JMS Invest promotes with their managed funds environmental and social characteristics subject to good governance practices within the meaning of Article 8 of the Regulation (EU) 2019/2088 of 27 November 2019 on sustainability-related disclosures in the financial sector.

 We invest with a singular objective to optimize the risk/return profile for our clients in a responsible manner by considering environmental, social, and corporate governance (“ESG”) characteristics. We balance this with an understanding of the risks taken to achieve this objective. The incorporation of ESG factors forms an integral part of the investment management approach, as we truly believe that financial analysis and ESG assessment are intertwined in judging the relative attractiveness of a company.

 JMS Invest has implemented a proprietary ESG scoring model for each individual company in which investments are made. ESG topics are captured and assessed qualitatively and fundamentally, bottom up based on primary and secondary research. The materiality of a particular ESG issue varies from industry to industry, therefore we believe it is important to integrate ESG factors into the company assessment rather than as a pre-screen or overlay. The scoring model ranges from CCC to AAA.

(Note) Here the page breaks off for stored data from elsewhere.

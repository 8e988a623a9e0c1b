//! Daily plans and learner-level counters.

use chrono::{DateTime, Utc};
use serde::{Deserialize, Serialize};
use uuid::Uuid;

/// A curated list of senses a learner intends to review on one day.
#[derive(Debug, Clone, PartialEq, Serialize, Deserialize)]
pub struct DailyPlan {
    pub id: Uuid,
    pub learner_id: Uuid,
    pub created_at: DateTime<Utc>,
    pub sense_ids: Vec<i64>,
}

/// How far a learner is through today's plan.
#[derive(Debug, Clone, Copy, Default, PartialEq, Eq, Serialize, Deserialize)]
pub struct PlanProgress {
    pub total: u32,
    pub completed: u32,
}

impl PlanProgress {
    /// A non-empty plan whose every item was reviewed today.
    pub fn is_complete(&self) -> bool {
        self.total > 0 && self.completed >= self.total
    }
}

/// Learner-wide counters.
#[derive(Debug, Clone, Copy, Default, PartialEq, Eq, Serialize, Deserialize)]
pub struct LearnerStats {
    /// Senses with a progress row.
    pub learned_senses: u64,
}

#[cfg(test)]
mod tests {
    use super::*;

    #[test]
    fn test_empty_plan_is_never_complete() {
        assert!(!PlanProgress::default().is_complete());
    }

    #[test]
    fn test_plan_completion() {
        let partial = PlanProgress {
            total: 3,
            completed: 2,
        };
        assert!(!partial.is_complete());
        let done = PlanProgress {
            total: 3,
            completed: 3,
        };
        assert!(done.is_complete());
    }
}
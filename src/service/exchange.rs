//! Request/response shapes shared by the service and the HTTP gateway.

use serde::{Deserialize, Serialize};

use super::error::{ServiceError, ServiceResult};
use crate::cache::CacheStatus;
use crate::geo::Location;
use crate::model::RestaurantView;

/// `GET /v1/restaurants?latitude=28.49&longitude=77.53&searchFor=tamil`
#[derive(Debug, Clone, PartialEq, Serialize, Deserialize)]
#[serde(rename_all = "camelCase")]
pub struct GetRestaurantsRequest {
    pub latitude: f64,
    pub longitude: f64,
    #[serde(default, skip_serializing_if = "Option::is_none")]
    pub search_for: Option<String>,
}

impl GetRestaurantsRequest {
    pub fn new(latitude: f64, longitude: f64) -> Self {
        Self {
            latitude,
            longitude,
            search_for: None,
        }
    }

    pub fn with_search(mut self, term: impl Into<String>) -> Self {
        self.search_for = Some(term.into());
        self
    }

    /// Checks the coordinate ranges (latitude ±90, longitude ±180).
    pub fn location(&self) -> ServiceResult<Location> {
        Location::new(self.latitude, self.longitude).map_err(|e| ServiceError::InvalidRequest {
            reason: e.to_string(),
        })
    }

    /// The search term, if one was sent.
    pub fn search_term(&self) -> Option<&str> {
        self.search_for.as_deref()
    }
}

#[derive(Debug, Clone, Default, PartialEq, Serialize, Deserialize)]
pub struct GetRestaurantsResponse {
    pub restaurants: Vec<RestaurantView>,
    /// Set when the list came through the geo cache path.
    #[serde(skip)]
    pub cache_status: Option<CacheStatus>,
}

impl GetRestaurantsResponse {
    pub fn new(restaurants: Vec<RestaurantView>) -> Self {
        Self {
            restaurants,
            cache_status: None,
        }
    }

    pub fn len(&self) -> usize {
        self.restaurants.len()
    }

    pub fn is_empty(&self) -> bool {
        self.restaurants.is_empty()
    }
}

 Our ESG risk approach is to encourage companies to explain how their approach to sustainability relates to the broader business strategy and to provide them with an opportunity to comment on ESG-related findings in order to fully reflect the potential complexity of an ESG issue. These comments have an impact on the decision of the investment management team to enter either into a long or into a short position. Furthermore, this ESG analysis forms an integral part of the monitoring process of existing portfolio holdings.

 A substantial part of the equity portfolio holdings held by a sub-fund are subject to above mentioned ESG analysis. Although we focus on Small and Mid Caps where ESG data quality is generally weak, we strive to assess ESG risks based on our bottom-up research approach. Nevertheless, for some companies, a full in-depth ESG analysis will not be possible and in these cases an inhouse ESG scoring will not be performed. These cases can comprise a substantial part of the portfolio. The Investment Manager also shall consider ESG factors when using derivatives for speculative purposes. In this case, short positions through derivatives on single issuers are covered the same way as long positions. Derivatives used for hedging purposes, baskets and index-based products or cash accounts are excluded from ESG analysis.

 Our strategy aims to maintain an aggregate, position weighted internal ESG score of at least “A”. The internal ESG score of an individual investment held by the sub-funds can be below the minimum score stated above.

 In addition to our ESG integration approach, the Exclusion approach (“Negative Screening Strategy”) is also applied. Norm-based exclusion criteria are used for all our managed funds. We exclude investments involving controversial and nuclear weapons as well as controversial countries. Based hereon, we do not invest in nuclear weapons, biological or chemical weapons, anti-personnel mines, and cluster amunitions. The Swiss Law “Bundesgesetz über das Kriegsmaterial (KMG)” of December 13, 1996 (as of February 1, 2013) forms the basis for JMS Invest’s norm-based exclusions.